Странная страна — страница 25 из 47


Ибо пейзажи туманов есть альтер эго душ, в которых эти туманы воплощаются. Человеческие существа, отделяющие того, кто смотрит, от того, что он видит, и творца от творения, не способны понять эту игру зеркал. Эльфы воспринимают свои земли не как кусочек мира, где они обитают, а как динамичные силы, в которые вливается их собственная энергия, в то время как чай позволяет воспринять это великое жизненное слияние внутренним слухом и зрением – поэтому они видят не просто пейзажи, но в каждой долине, в каждом дереве и в каждом саде открывают проявление космоса во всей его полноте, взаимосвязанную необъятность, до бесконечности отраженную туманами. Потому их народ по природе своей миролюбив, ведь целое и помыслить не может бороться с целым; точно так же эльфы были бы изумлены самой возможностью рассказывать истории, как это делаю я: в подобных рассказах они бы увидели лишь куски, произвольно вырванные из нерасторжимости жизни. Вместо этого их дни протекали мирно: они пили чай, пробуждавший осознание всеобщего единства, трудились, дабы способствовать доброму порядку в сообществе, а потом, когда чай был выпит, а долг исполнен, пестовали свои сады, сочиняли и читали стихи, пели, упражнялись в гончарном деле или каллиграфии или в любом другом занятии, которое люди так ценят в качестве изысканного времяпрепровождения, а эльфы воспринимают как естественное продолжение гармонии мира, как приливы и отливы действий, включенных в движение туманов, тем самым обретающих свою плоть. Та часть Петруса, которая оставалась добропорядочным эльфом, пребывала от всего этого в восторге, но он все равно чувствовал, что ему чего-то не хватает, и библиотека дала этому объяснение.

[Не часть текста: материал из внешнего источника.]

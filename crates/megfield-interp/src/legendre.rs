// Copyright 2025 Openfield Neuroimaging
// SPDX-License-Identifier: Apache-2.0

//! Legendre coefficient tables for the multipole series.
//!
//! The sphere-model lead-field dot products reduce to truncated series of
//! (associated) Legendre terms evaluated at the cosine of the angle between
//! two integration points. Evaluating the recurrences for every point pair
//! is expensive, so the polynomial values are tabulated once on a dense
//! cos-angle grid over [-1, 1] and looked up during kernel evaluation.
//!
//! Two table variants exist:
//! - EEG: plain `P_n` values; the potential kernel only needs the
//!   polynomials themselves.
//! - MEG: `[P_n, P_n', P_n', P_n'']` per order, pre-expanded to four
//!   columns so the four field sums multiply straight through.
//!
//! Order 0 never contributes to either kernel, so column `n` of a table
//! holds order `n + 1`. A table built with a larger coefficient count is
//! always a strict prefix-extension of a smaller one.

use ndarray::{Array1, Array2, Array3};

use megfield_structures::Modality;

/// Default number of cos-angle intervals in a table.
pub const DEFAULT_N_INTERP: usize = 20_000;

/// How table values are produced at evaluation time.
#[derive(Debug, Clone, Copy, PartialEq, Eq)]
pub enum EvalMode {
    /// Nearest grid bin (fast)
    Nearest,
    /// Linear interpolation between adjacent bins (accurate)
    Linear,
    /// Direct recurrence evaluation, bypassing the table entirely
    Exact,
}

/// Legendre polynomial values `P_0..P_{n_coeff-1}` at each of `xs`,
/// shape `(len(xs), n_coeff)`. Bonnet recurrence.
pub fn legendre_vander(xs: &[f64], n_coeff: usize) -> Array2<f64> {
    let mut out = Array2::<f64>::zeros((xs.len(), n_coeff));
    for (r, &x) in xs.iter().enumerate() {
        out[[r, 0]] = 1.0;
        if n_coeff > 1 {
            out[[r, 1]] = x;
        }
        for n in 2..n_coeff {
            let nf = n as f64;
            out[[r, n]] =
                ((2.0 * nf - 1.0) * x * out[[r, n - 1]] - (nf - 1.0) * out[[r, n - 2]]) / nf;
        }
    }
    out
}

/// `P_n`, `P_n'`, `P_n''` for orders `0..n_coeff` at each of `xs`,
/// shape `(len(xs), n_coeff, 3)`.
///
/// Derivative recurrences:
///   P_n'  = n P_{n-1}  + x P_{n-1}'
///   P_n'' = (n+1) P_{n-1}' + x P_{n-1}''
pub fn legendre_der(xs: &[f64], n_coeff: usize) -> Array3<f64> {
    let mut out = Array3::<f64>::zeros((xs.len(), n_coeff, 3));
    for (r, &x) in xs.iter().enumerate() {
        out[[r, 0, 0]] = 1.0;
        if n_coeff > 1 {
            out[[r, 1, 0]] = x;
            out[[r, 1, 1]] = 1.0;
        }
        for n in 2..n_coeff {
            let nf = n as f64;
            let (p1, p2) = (out[[r, n - 1, 0]], out[[r, n - 2, 0]]);
            let (d1, dd1) = (out[[r, n - 1, 1]], out[[r, n - 1, 2]]);
            out[[r, n, 0]] = ((2.0 * nf - 1.0) * x * p1 - (nf - 1.0) * p2) / nf;
            out[[r, n, 1]] = nf * p1 + x * d1;
            out[[r, n, 2]] = (nf + 1.0) * d1 + x * dd1;
        }
    }
    out
}

/// EEG table: `P_n` for orders `1..n_coeff` on the grid, with the series
/// normalization `(2n+1)^2 / n` per order.
#[derive(Debug, Clone)]
pub struct EegTable {
    /// Shape `(n_interp + 1, n_coeff - 1)`
    pub lut: Array2<f32>,
    /// Shape `(n_coeff - 1,)`
    pub n_fact: Array1<f64>,
    pub n_coeff: usize,
}

/// MEG table: `[P, P', P', P'']` for orders `1..n_coeff` on the grid, with
/// the four matched normalization columns
/// `[n(n+1)/(2n+1), n/(2n+1), n/((2n+1)(n+1)), n/((2n+1)(n+1))]`.
#[derive(Debug, Clone)]
pub struct MegTable {
    /// Shape `(n_interp + 1, n_coeff - 1, 4)`
    pub lut: Array3<f32>,
    /// Shape `(n_coeff - 1, 4)`
    pub n_fact: Array2<f64>,
    pub n_coeff: usize,
}

/// A coefficient table for one modality.
#[derive(Debug, Clone)]
pub enum LegendreTable {
    Eeg(EegTable),
    Meg(MegTable),
}

impl LegendreTable {
    pub fn modality(&self) -> Modality {
        match self {
            LegendreTable::Eeg(_) => Modality::Eeg,
            LegendreTable::Meg(_) => Modality::Meg,
        }
    }

    pub fn n_coeff(&self) -> usize {
        match self {
            LegendreTable::Eeg(t) => t.n_coeff,
            LegendreTable::Meg(t) => t.n_coeff,
        }
    }

    pub fn n_interp(&self) -> usize {
        match self {
            LegendreTable::Eeg(t) => t.lut.nrows() - 1,
            LegendreTable::Meg(t) => t.lut.shape()[0] - 1,
        }
    }
}

fn grid(n_interp: usize) -> Vec<f64> {
    (0..=n_interp)
        .map(|i| -1.0 + 2.0 * i as f64 / n_interp as f64)
        .collect()
}

/// Build the EEG table on `n_interp + 1` grid points.
pub fn build_eeg_table(n_coeff: usize, n_interp: usize) -> EegTable {
    let xs = grid(n_interp);
    let vander = legendre_vander(&xs, n_coeff);
    let mut lut = Array2::<f32>::zeros((xs.len(), n_coeff - 1));
    for r in 0..xs.len() {
        for n in 1..n_coeff {
            lut[[r, n - 1]] = vander[[r, n]] as f32;
        }
    }
    EegTable {
        lut,
        n_fact: eeg_n_fact(n_coeff),
        n_coeff,
    }
}

/// EEG series normalization `(2n+1)^2 / n` for orders `1..n_coeff`.
pub fn eeg_n_fact(n_coeff: usize) -> Array1<f64> {
    let mut n_fact = Array1::<f64>::zeros(n_coeff - 1);
    for (i, f) in n_fact.iter_mut().enumerate() {
        let n = (i + 1) as f64;
        *f = (2.0 * n + 1.0) * (2.0 * n + 1.0) / n;
    }
    n_fact
}

/// MEG normalization columns matched to the `[P, P', P', P'']` layout.
pub fn meg_n_fact(n_coeff: usize) -> Array2<f64> {
    let mut n_fact = Array2::<f64>::zeros((n_coeff - 1, 4));
    for i in 0..n_coeff - 1 {
        let n = (i + 1) as f64;
        let mult = n / (2.0 * n + 1.0);
        n_fact[[i, 0]] = mult * (n + 1.0);
        n_fact[[i, 1]] = mult;
        n_fact[[i, 2]] = mult / (n + 1.0);
        n_fact[[i, 3]] = mult / (n + 1.0);
    }
    n_fact
}

/// Build the MEG derivative table on `n_interp + 1` grid points.
pub fn build_meg_table(n_coeff: usize, n_interp: usize) -> MegTable {
    let xs = grid(n_interp);
    let der = legendre_der(&xs, n_coeff);
    // expand [P, P', P''] -> [P, P', P', P''] and drop order 0
    let mut lut = Array3::<f32>::zeros((xs.len(), n_coeff - 1, 4));
    for r in 0..xs.len() {
        for n in 1..n_coeff {
            lut[[r, n - 1, 0]] = der[[r, n, 0]] as f32;
            lut[[r, n - 1, 1]] = der[[r, n, 1]] as f32;
            lut[[r, n - 1, 2]] = der[[r, n, 1]] as f32;
            lut[[r, n - 1, 3]] = der[[r, n, 2]] as f32;
        }
    }
    MegTable {
        lut,
        n_fact: meg_n_fact(n_coeff),
        n_coeff,
    }
}

/// Build a table for the given modality.
pub fn build_table(modality: Modality, n_coeff: usize, n_interp: usize) -> LegendreTable {
    match modality {
        Modality::Eeg => LegendreTable::Eeg(build_eeg_table(n_coeff, n_interp)),
        Modality::Meg => LegendreTable::Meg(build_meg_table(n_coeff, n_interp)),
    }
}

/// Map `x` in [-1, 1] onto the table row index space `[0, n_rows - 1]`.
#[inline]
fn grid_coord(x: f64, n_rows: usize) -> f64 {
    let half = (n_rows - 1) as f64 / 2.0;
    x * half + half
}

impl EegTable {
    /// Fill `out` (length `n_coeff - 1`) with the coefficient row at `x`.
    pub fn coeffs_at(&self, x: f64, mode: EvalMode, out: &mut [f64]) {
        debug_assert_eq!(out.len(), self.n_coeff - 1);
        let rows = self.lut.nrows();
        match mode {
            EvalMode::Nearest => {
                let idx = grid_coord(x, rows).round() as usize;
                let idx = idx.min(rows - 1);
                for (o, v) in out.iter_mut().zip(self.lut.row(idx)) {
                    *o = *v as f64;
                }
            }
            EvalMode::Linear => {
                let mm = grid_coord(x, rows).min((rows - 1) as f64 - 1e-10).max(0.0);
                let idx = mm.floor() as usize;
                let w2 = mm - idx as f64;
                let (r0, r1) = (self.lut.row(idx), self.lut.row(idx + 1));
                for (i, o) in out.iter_mut().enumerate() {
                    *o = (1.0 - w2) * r0[i] as f64 + w2 * r1[i] as f64;
                }
            }
            EvalMode::Exact => {
                // P_1..P_{n_coeff-1} straight from the recurrence
                let (mut p_prev, mut p) = (1.0, x);
                out[0] = x;
                for n in 2..self.n_coeff {
                    let nf = n as f64;
                    let next = ((2.0 * nf - 1.0) * x * p - (nf - 1.0) * p_prev) / nf;
                    p_prev = p;
                    p = next;
                    out[n - 1] = p;
                }
            }
        }
    }
}

impl MegTable {
    /// Fill `out` (length `n_coeff - 1`) with `[P, P', P', P'']` rows at `x`.
    pub fn coeffs_at(&self, x: f64, mode: EvalMode, out: &mut [[f64; 4]]) {
        debug_assert_eq!(out.len(), self.n_coeff - 1);
        let rows = self.lut.shape()[0];
        match mode {
            EvalMode::Nearest => {
                let idx = (grid_coord(x, rows).round() as usize).min(rows - 1);
                for (n, o) in out.iter_mut().enumerate() {
                    for k in 0..4 {
                        o[k] = self.lut[[idx, n, k]] as f64;
                    }
                }
            }
            EvalMode::Linear => {
                let mm = grid_coord(x, rows).min((rows - 1) as f64 - 1e-10).max(0.0);
                let idx = mm.floor() as usize;
                let w2 = mm - idx as f64;
                for (n, o) in out.iter_mut().enumerate() {
                    for k in 0..4 {
                        o[k] = (1.0 - w2) * self.lut[[idx, n, k]] as f64
                            + w2 * self.lut[[idx + 1, n, k]] as f64;
                    }
                }
            }
            EvalMode::Exact => {
                let (mut p_prev, mut p) = (1.0, x);
                let (mut d, mut dd) = (1.0, 0.0);
                out[0] = [x, 1.0, 1.0, 0.0];
                for n in 2..self.n_coeff {
                    let nf = n as f64;
                    let p_next = ((2.0 * nf - 1.0) * x * p - (nf - 1.0) * p_prev) / nf;
                    let d_next = nf * p + x * d;
                    let dd_next = (nf + 1.0) * d + x * dd;
                    p_prev = p;
                    p = p_next;
                    d = d_next;
                    dd = dd_next;
                    out[n - 1] = [p, d, d, dd];
                }
            }
        }
    }
}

Однажды, когда в присутствии интенданта он удивился тому, что книги и свитки парят в воздухе, она пояснила:

– Эти тексты и рисунки несут в себе сновидения туманов.

И действительно, эти сновидения в библиотеке принимали форму переплетенных книг, где рассказывалась история туманов, свитков поэзии, прославляющих туманы, или пергаментов с записями великих деяний, случившихся в туманах, и все это в сочетании с тончайшей графикой, неизменно изображавшей деревья и горы в туманах. После нескольких десятилетий чтения однажды вечером он вместо ужина разглядывал туманную фреску, элегическую и историческую, которая, казалось, вобрала в себя всю эльфийскую литературу и искусство, и отчаивался понять, что толкает его день за днем искать в ней еще нечто, когда-то подсказанное дикими травами фарватера. Он любил читать, однако читал он, как некоторые молятся, в сосредоточенности неподвижного путешествия, проникнутого бесценным ощущением реальности, в чем ему отказывала обычная жизнь. Но эта долгожданная свежесть быстро иссякала, растворяясь в бесконечных повторах монотонных воспеваний, и от всех его путешествий по фарватерам, как и от поэзии, с годами в нем только нарастало все более острое чувство неудовлетворенности. К Петрусу я испытываю особую нежность, и хотя я любила мир эльфов, каким он был до падения, мне понятны также и те странные устремления, что гнездились в сердце Петруса, – нужно чувствовать себя немного чужаком в мире, чтобы пожелать воссоздать его заново, и нужно оставаться загадкой для самого себя, чтобы захотеть ступить за грань видимого.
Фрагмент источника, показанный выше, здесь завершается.